On the basis of the evidence at the trial, accurately described in the majority’s decision, defendant could not have been convicted of any more serious offense than robbery in the third degree. First, since there is no dispute over the fact that defendant never entered the premises, but stayed outside in the car some 100 yards from the store while Vincent Caruso committed the robbery therein, defendant’s conviction for robbery in the second degree could not have been based on his being “actually present” to aid Caruso. Construing the statutory language according to its “fair import” (Penal Law, § 5.00) and in the light of the purpose of the Penal Law “[t]o give fair warning of the nature of the conduct proscribed” (Penal Law, § 1.05, subd 2), the phrase “actually present” requires the accomplice to be physically present at the robbery. Further supportive of this construction is that when it was intended that accessorial conduct not at the *300actual crime scene would raise the degree of the offense to second degree robbery, the Legislature was quite specific in describing it, i.e., when the perpetrator or “another participant in the crime” causes injury to a nonparticipant or displays what appears to be a weapon during the commission of the crime “or of immediate flight therefrom” (Penal Law, § 160.10, subd 2).
Apparently, the majority does not adopt any broader interpretation of “actually present”. Instead, the majority relies on section 20.00 of the Penal Law to sustain the conviction, reasoning that, since the evidence indicated that defendant aided Caruso in the commission of the robbery and Caruso was “actually present”, the elements of second degree robbery (Penal Law, § 160.10, subd 1) were established.
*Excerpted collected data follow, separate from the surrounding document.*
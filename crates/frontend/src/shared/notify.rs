//! Ephemeral operator notifications
//!
//! Single-slot channel: the newest notification replaces whatever is on
//! screen and restarts the 3 second expiry. Expiry is epoch-guarded so a
//! timer fired for a superseded notification cannot clear its successor.

use gloo_timers::future::TimeoutFuture;
use leptos::prelude::*;

pub const NOTIFICATION_TTL_MS: u32 = 3_000;

#[derive(Debug, Clone, Copy, PartialEq, Eq)]
pub enum NotificationKind {
    Success,
    Error,
}

#[derive(Debug, Clone, PartialEq)]
pub struct Notification {
    pub message: String,
    pub kind: NotificationKind,
}

/// Slot contents plus the epoch of the notification occupying it
#[derive(Debug, Clone, Default, PartialEq)]
pub struct NotifySlot {
    current: Option<Notification>,
    epoch: u64,
}

impl NotifySlot {
    /// Put a new notification in the slot, superseding any visible one.
    /// Returns the epoch the expiry timer must present to clear it.
    pub fn publish(&mut self, notification: Notification) -> u64 {
        self.epoch += 1;
        self.current = Some(notification);
        self.epoch
    }

    /// Clear the slot, but only if `epoch` still identifies its occupant
    pub fn expire(&mut self, epoch: u64) {
        if self.epoch == epoch {
            self.current = None;
        }
    }

    pub fn current(&self) -> Option<&Notification> {
        self.current.as_ref()
    }
}

/// Handle shared by every store that reports mutation outcomes
#[derive(Clone, Copy)]
pub struct Notifier {
    slot: RwSignal<NotifySlot>,
}

impl Notifier {
    pub fn new() -> Self {
        Self {
            slot: RwSignal::new(NotifySlot::default()),
        }
    }

    pub fn success(&self, message: impl Into<String>) {
        self.publish(Notification {
            message: message.into(),
            kind: NotificationKind::Success,
        });
    }

    pub fn error(&self, message: impl Into<String>) {
        self.publish(Notification {
            message: message.into(),
            kind: NotificationKind::Error,
        });
    }

    fn publish(&self, notification: Notification) {
        let mut epoch = 0;
        self.slot.update(|slot| epoch = slot.publish(notification));
        let slot = self.slot;
        wasm_bindgen_futures::spawn_local(async move {
            TimeoutFuture::new(NOTIFICATION_TTL_MS).await;
            slot.update(|s| s.expire(epoch));
        });
    }

    pub fn current(&self) -> Option<Notification> {
        self.slot.with(|slot| slot.current().cloned())
    }
}

impl Default for Notifier {
    fn default() -> Self {
        Self::new()
    }
}

/// Fixed-position banner rendering the current notification, if any
#[component]
pub fn NotificationHost(notifier: Notifier) -> impl IntoView {
    view! {
        {move || {
            if let Some(notification) = notifier.current() {
                let background = match notification.kind {
                    NotificationKind::Success => "#28a745",
                    NotificationKind::Error => "#dc3545",
                };
                let icon = match notification.kind {
                    NotificationKind::Success => "✓",
                    NotificationKind::Error => "⚠",
                };
                view! {
                    <div style=format!(
                        "position: fixed; top: 16px; right: 16px; z-index: 1000; padding: 12px 16px; border-radius: 6px; box-shadow: 0 2px 6px rgba(0,0,0,0.3); color: white; display: flex; align-items: center; gap: 8px; background: {};",
                        background
                    )>
                        <span>{icon}</span>
                        <span>{notification.message}</span>
                    </div>
                }.into_any()
            } else {
                view! { <></> }.into_any()
            }
        }}
    }
}

#[cfg(test)]
mod tests {
    use super::*;

    fn note(message: &str) -> Notification {
        Notification {
            message: message.to_string(),
            kind: NotificationKind::Success,
        }
    }

    #[test]
    fn test_publish_and_expire() {
        let mut slot = NotifySlot::default();
        let epoch = slot.publish(note("saved"));
        assert_eq!(slot.current().unwrap().message, "saved");
        slot.expire(epoch);
        assert!(slot.current().is_none());
    }

    #[test]
    fn test_newer_notification_supersedes() {
        let mut slot = NotifySlot::default();
        let first = slot.publish(note("first"));
        let second = slot.publish(note("second"));
        assert_eq!(slot.current().unwrap().message, "second");

        // The first notification's timer fires late and must not clear the
        // superseding one
        slot.expire(first);
        assert_eq!(slot.current().unwrap().message, "second");

        slot.expire(second);
        assert!(slot.current().is_none());
    }

    #[test]
    fn test_expire_on_empty_slot_is_harmless() {
        let mut slot = NotifySlot::default();
        slot.expire(5);
        assert!(slot.current().is_none());
    }
}
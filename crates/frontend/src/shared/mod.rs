pub mod api_utils;
pub mod confirm;
pub mod debounce;
pub mod fetch_seq;
pub mod notify;
pub mod selection;
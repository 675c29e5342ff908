//! Last-request-wins sequencing for list fetches
//!
//! List requests are never aborted once sent; instead every request takes a
//! ticket from a monotonically increasing counter and a response is applied
//! only if its ticket is still the newest one issued. Stale responses are
//! discarded so out-of-order arrivals cannot overwrite fresher data.

/// Sequence state for one fetch stream
#[derive(Debug, Clone, Copy, Default)]
pub struct FetchSequence {
    issued: u64,
}

impl FetchSequence {
    pub fn new() -> Self {
        Self::default()
    }

    /// Take a ticket for a request about to be issued
    pub fn begin(&mut self) -> u64 {
        self.issued += 1;
        self.issued
    }

    /// Whether a response holding `ticket` may update visible state
    pub fn is_current(&self, ticket: u64) -> bool {
        ticket == self.issued
    }
}

#[cfg(test)]
mod tests {
    use super::*;

    #[test]
    fn test_latest_ticket_wins() {
        let mut seq = FetchSequence::new();
        let first = seq.begin();
        let second = seq.begin();
        assert!(!seq.is_current(first));
        assert!(seq.is_current(second));
    }

    #[test]
    fn test_stale_response_after_new_request() {
        let mut seq = FetchSequence::new();
        let a = seq.begin();
        // Response for `a` has not arrived yet when `b` is issued
        let b = seq.begin();
        // `a` arrives late and must be discarded
        assert!(!seq.is_current(a));
        // `b` arrives and is applied
        assert!(seq.is_current(b));
        // A duplicate/laggard for `b` after a third request is also stale
        let c = seq.begin();
        assert!(!seq.is_current(b));
        assert!(seq.is_current(c));
    }
}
In thus sustaining the conviction on the basis of Caruso’s sole presence at the crime scene, the majority deviates from the theory upon which defendant was prosecuted (and which the majority apparently rejects), that he, as well as Caruso, was “actually present”. The indictment charges defendant with forcibly stealing property “while being aided and abetted by another person, both actually being present5” (emphasis added). The prosecution should be held to the theory of its indictment (cf. People v Hampton, 92 AD2d 490, 491).
Even more importantly than the foregoing inconsistency, the majority’s rationale fails because it glosses over the specific crime the commission of which defendant aided and abetted and, in effect, holds defendant responsible for a crime that was never committed. Beyond the customary elements of robbery, subdivision 1 of section 160.10 of the Penal Law has as a necessary element that the perpetrator be aided by another person actually present (see 2 CJI [NY] PL 160.10 [1], pp 902-906). Thus, it seems self-evident that the commission of the crime of robbery in the second degree under that subdivision requires the actual presence of at least two persons at the scene of the crime, namely, (1) the actual perpetrator of the robbery and (2) a person aiding the perpetrator (see People v Hampton, supra). Since, concededly, defendant’s criminal liability here is purely vicarious under section 20.00 of the Penal Law (“Criminal liability for conduct of another”) and since *301Caruso committed at most only the crime of robbery in the third degree because he alone was present, it follows that the maximum offense for which defendant may be convicted is robbery in the third degree.* I would, therefore, modify the judgment by reducing it to a conviction of the crime of robbery in the third degree.
Mahoney, P. J., and Yesawich, Jr., J., concur with Main, J.; Casey, J., concurs in an opinion; Levine, J., dissents and votes to modify in a separate opinion.
Judgment affirmed.
Of course, if there had been a third participant in the robbery who had been actually present with Caruso, then a robbery in the second degree would have been committed for which defendant could have been held responsible as the driver of the getaway car under section 20.00 of the Penal Law. It is submitted that this situation is what was described in the Commission Staff Notes, relied upon by the majority, in referring to a “group” (not a pair) of bandits who commit a robbery using a car (Commission Staff Notes for proposed art 165 [renum art 160], reprinted in 1982-1983 Gilbert Criminal Law and Procedure, p 2A-74).